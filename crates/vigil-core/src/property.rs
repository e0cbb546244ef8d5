//! Name-based property access on composite values.
//!
//! Every composite exposes string-named properties:
//!
//! | Kind | Own properties | Inherited |
//! |------|----------------|-----------|
//! | record | its fields | template defaults |
//! | sequence | `"0"`..`"n-1"`, `"length"` | - |
//! | function | its properties | - |
//! | set, map | - | `"size"` (read-only) |

use crate::error::{CoreError, Result};
use crate::value::Value;

/// Name of the sequence length property.
pub const LENGTH: &str = "length";

/// Name of the read-only size property of sets and maps.
pub const SIZE: &str = "size";

/// Largest length of a sequence. Indices range up to `MAX_LENGTH - 1`.
pub const MAX_LENGTH: usize = u32::MAX as usize;

/// How a composite relates to a property name.
#[derive(Clone, Copy, Debug, PartialEq, Eq)]
pub enum Ownership {
    /// Stored on the value itself.
    Owned,
    /// Provided by the value's template or kind, not stored on it.
    Inherited,
    /// Not present at all.
    Absent,
}

/// Parse a canonical sequence index: decimal digits without leading zeros,
/// below [`MAX_LENGTH`].
pub fn parse_index(name: &str) -> Option<usize> {
    if name.is_empty() || (name.len() > 1 && name.starts_with('0')) {
        return None;
    }
    if !name.bytes().all(|b| b.is_ascii_digit()) {
        return None;
    }
    name.parse::<usize>().ok().filter(|index| *index < MAX_LENGTH)
}

/// Parse a value assigned to a sequence's `"length"`: a non-negative whole
/// number up to [`MAX_LENGTH`].
pub fn parse_length(value: &Value) -> Result<usize> {
    match value {
        Value::Int(i) => usize::try_from(*i)
            .ok()
            .filter(|length| *length <= MAX_LENGTH)
            .ok_or_else(|| CoreError::InvalidLength(i.to_string())),
        Value::Float(f) if f.fract() == 0.0 && *f >= 0.0 && *f <= MAX_LENGTH as f64 => {
            Ok(*f as usize)
        }
        other => Err(CoreError::InvalidLength(format!("{:?}", other))),
    }
}

/// Truncate or pad `items` with `Null` to `length`, failing instead of
/// aborting when the padding cannot be allocated.
fn resize(items: &mut Vec<Value>, length: usize) -> Result<()> {
    if let Some(additional) = length.checked_sub(items.len()) {
        items
            .try_reserve(additional)
            .map_err(|_| CoreError::InvalidLength(length.to_string()))?;
    }
    items.resize(length, Value::Null);
    Ok(())
}

impl Value {
    /// Classify `name` relative to this value. Scalars own nothing.
    pub fn ownership(&self, name: &str) -> Ownership {
        match self {
            Value::Record(record) => {
                let record = record.read();
                if record.has_own(name) {
                    Ownership::Owned
                } else if record.is_inherited(name) {
                    Ownership::Inherited
                } else {
                    Ownership::Absent
                }
            }
            Value::Sequence(items) => {
                if name == LENGTH {
                    return Ownership::Owned;
                }
                match parse_index(name) {
                    Some(index) if index < items.read().len() => Ownership::Owned,
                    _ => Ownership::Absent,
                }
            }
            Value::Function(function) => {
                if function.read().properties().contains(name) {
                    Ownership::Owned
                } else {
                    Ownership::Absent
                }
            }
            Value::Set(_) | Value::Map(_) if name == SIZE => Ownership::Inherited,
            _ => Ownership::Absent,
        }
    }

    /// Read a property, own or inherited.
    pub fn get_property(&self, name: &str) -> Option<Value> {
        match self {
            Value::Record(record) => record.read().get(name).cloned(),
            Value::Sequence(items) => {
                let items = items.read();
                if name == LENGTH {
                    return Some(Value::from(items.len()));
                }
                items.get(parse_index(name)?).cloned()
            }
            Value::Function(function) => function.read().properties().get(name).cloned(),
            Value::Set(set) if name == SIZE => Some(Value::from(set.read().len())),
            Value::Map(map) if name == SIZE => Some(Value::from(map.read().len())),
            _ => None,
        }
    }

    /// Check that `value` could be stored under `name` without touching
    /// anything.
    pub fn check_assignable(&self, name: &str, value: &Value) -> Result<()> {
        match self {
            Value::Record(_) | Value::Function(_) => Ok(()),
            Value::Sequence(_) if name == LENGTH => parse_length(value).map(|_| ()),
            Value::Sequence(_) => parse_index(name)
                .map(|_| ())
                .ok_or_else(|| CoreError::NotAnIndex(name.to_string())),
            Value::Set(_) | Value::Map(_) => Err(CoreError::ReadOnlyProperty(name.to_string())),
            other => Err(CoreError::NotComposite(other.type_name())),
        }
    }

    /// Store `value` under `name`.
    ///
    /// Writing a sequence index past the end pads with `Null`; writing
    /// `"length"` truncates or pads.
    pub fn set_property(&self, name: &str, value: Value) -> Result<()> {
        match self {
            Value::Record(record) => {
                record.write().insert(name, value);
            }
            Value::Function(function) => {
                function.write().properties_mut().insert(name, value);
            }
            Value::Sequence(items) if name == LENGTH => {
                let length = parse_length(&value)?;
                resize(&mut items.write(), length)?;
            }
            Value::Sequence(items) => {
                let index =
                    parse_index(name).ok_or_else(|| CoreError::NotAnIndex(name.to_string()))?;
                let mut items = items.write();
                if index >= items.len() {
                    resize(&mut items, index + 1)?;
                }
                items[index] = value;
            }
            Value::Set(_) | Value::Map(_) => {
                return Err(CoreError::ReadOnlyProperty(name.to_string()))
            }
            other => return Err(CoreError::NotComposite(other.type_name())),
        }
        Ok(())
    }

    /// Remove an own property.
    ///
    /// Removing the trailing element of a sequence shortens it; removing an
    /// inner element leaves `Null` in its place. Missing properties are
    /// ignored.
    pub fn remove_property(&self, name: &str) -> Result<()> {
        match self {
            Value::Record(record) => {
                record.write().remove(name);
            }
            Value::Function(function) => {
                function.write().properties_mut().remove(name);
            }
            Value::Sequence(items) => {
                let index = parse_index(name).ok_or_else(|| CoreError::NotAnIndex(name.to_string()))?;
                let mut items = items.write();
                if items.len().checked_sub(1) == Some(index) {
                    items.pop();
                } else if index < items.len() {
                    items[index] = Value::Null;
                }
            }
            Value::Set(_) | Value::Map(_) => {
                return Err(CoreError::ReadOnlyProperty(name.to_string()))
            }
            other => return Err(CoreError::NotComposite(other.type_name())),
        }
        Ok(())
    }

    /// Names of own properties, in order. Sequences list their indices.
    pub fn property_names(&self) -> Vec<String> {
        match self {
            Value::Record(record) => record.read().fields().keys().cloned().collect(),
            Value::Sequence(items) => (0..items.read().len()).map(|i| i.to_string()).collect(),
            Value::Function(function) => function.read().properties().keys().cloned().collect(),
            _ => Vec::new(),
        }
    }

    /// Number of elements of a sequence.
    pub fn sequence_len(&self) -> Option<usize> {
        match self {
            Value::Sequence(items) => Some(items.read().len()),
            _ => None,
        }
    }
}

#[cfg(test)]
mod tests {
    use super::*;
    use crate::record::{Record, Template};
    use crate::ValueSet;
    use serde_json::json;

    #[test]
    fn test_parse_index() {
        assert_eq!(parse_index("0"), Some(0));
        assert_eq!(parse_index("12"), Some(12));
        assert_eq!(parse_index("01"), None);
        assert_eq!(parse_index("-1"), None);
        assert_eq!(parse_index("length"), None);
        assert_eq!(parse_index(""), None);
        assert_eq!(parse_index("4294967294"), Some(MAX_LENGTH - 1));
        assert_eq!(parse_index("4294967295"), None);
        assert_eq!(parse_index("18446744073709551615"), None);
        assert_eq!(parse_index("99999999999999999999999"), None);
    }

    #[test]
    fn test_parse_length_bounds() {
        assert_eq!(parse_length(&Value::Int(0)), Ok(0));
        assert_eq!(parse_length(&Value::Int(u32::MAX as i64)), Ok(MAX_LENGTH));
        assert_eq!(parse_length(&Value::Float(3.0)), Ok(3));

        for invalid in [
            Value::Int(-1),
            Value::Int(u32::MAX as i64 + 1),
            Value::Int(i64::MAX),
            Value::Float(4294967296.0),
            Value::Float(1.5),
            Value::Float(f64::NAN),
            Value::from("3"),
        ] {
            assert!(matches!(parse_length(&invalid), Err(CoreError::InvalidLength(_))));
        }
    }

    #[test]
    fn test_out_of_range_sequence_writes_fail() {
        let value = Value::from(json!(["a"]));

        assert!(matches!(
            value.set_property("18446744073709551615", Value::Int(1)),
            Err(CoreError::NotAnIndex(_))
        ));
        assert!(matches!(
            value.set_property("4294967295", Value::Int(1)),
            Err(CoreError::NotAnIndex(_))
        ));
        assert!(matches!(
            value.set_property(LENGTH, Value::Int(i64::MAX)),
            Err(CoreError::InvalidLength(_))
        ));
        assert!(matches!(
            value.check_assignable(LENGTH, &Value::Int(i64::MAX)),
            Err(CoreError::InvalidLength(_))
        ));
        assert!(matches!(
            value.remove_property("18446744073709551615"),
            Err(CoreError::NotAnIndex(_))
        ));
        assert_eq!(value.to_json(), json!(["a"]));
    }

    #[test]
    fn test_record_ownership() {
        let template = Template::new("Base").with_default("inherited", 1).into_shared();
        let value = Value::record(Record::with_template(template).field("own", 2));

        assert_eq!(value.ownership("own"), Ownership::Owned);
        assert_eq!(value.ownership("inherited"), Ownership::Inherited);
        assert_eq!(value.ownership("missing"), Ownership::Absent);
        assert_eq!(value.get_property("inherited").and_then(|v| v.as_int()), Some(1));
    }

    #[test]
    fn test_sequence_properties() {
        let value = Value::from(json!(["a", "b"]));

        assert_eq!(value.ownership("1"), Ownership::Owned);
        assert_eq!(value.ownership("2"), Ownership::Absent);
        assert_eq!(value.ownership(LENGTH), Ownership::Owned);
        assert_eq!(value.get_property(LENGTH).and_then(|v| v.as_int()), Some(2));

        value.set_property("3", Value::from("d")).unwrap();
        assert_eq!(value.to_json(), json!(["a", "b", null, "d"]));

        value.set_property(LENGTH, Value::Int(1)).unwrap();
        assert_eq!(value.to_json(), json!(["a"]));

        assert!(matches!(
            value.set_property("name", Value::Null),
            Err(CoreError::NotAnIndex(_))
        ));
        assert!(matches!(
            value.set_property(LENGTH, Value::Int(-1)),
            Err(CoreError::InvalidLength(_))
        ));
    }

    #[test]
    fn test_remove_trailing_element_shortens_sequence() {
        let value = Value::from(json!(["a", "b", "c"]));

        value.remove_property("1").unwrap();
        assert_eq!(value.to_json(), json!(["a", null, "c"]));

        value.remove_property("2").unwrap();
        assert_eq!(value.to_json(), json!(["a", null]));

        value.remove_property("7").unwrap();
        assert_eq!(value.sequence_len(), Some(2));
    }

    #[test]
    fn test_set_is_read_only() {
        let value = Value::set([Value::Int(1)].into_iter().collect::<ValueSet>());

        assert_eq!(value.ownership(SIZE), Ownership::Inherited);
        assert_eq!(value.get_property(SIZE).and_then(|v| v.as_int()), Some(1));
        assert!(matches!(
            value.set_property(SIZE, Value::Int(3)),
            Err(CoreError::ReadOnlyProperty(_))
        ));
    }

    #[test]
    fn test_scalars_have_no_properties() {
        assert!(Value::Int(3).get_property("x").is_none());
        assert!(matches!(
            Value::Int(3).set_property("x", Value::Null),
            Err(CoreError::NotComposite("int"))
        ));
    }
}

|---|

- What the task asks: Read through the entries above and copy each line that has the string "insert" in it.

- Completed task:
                record.write().insert(name, value);
                function.write().properties_mut().insert(name, value);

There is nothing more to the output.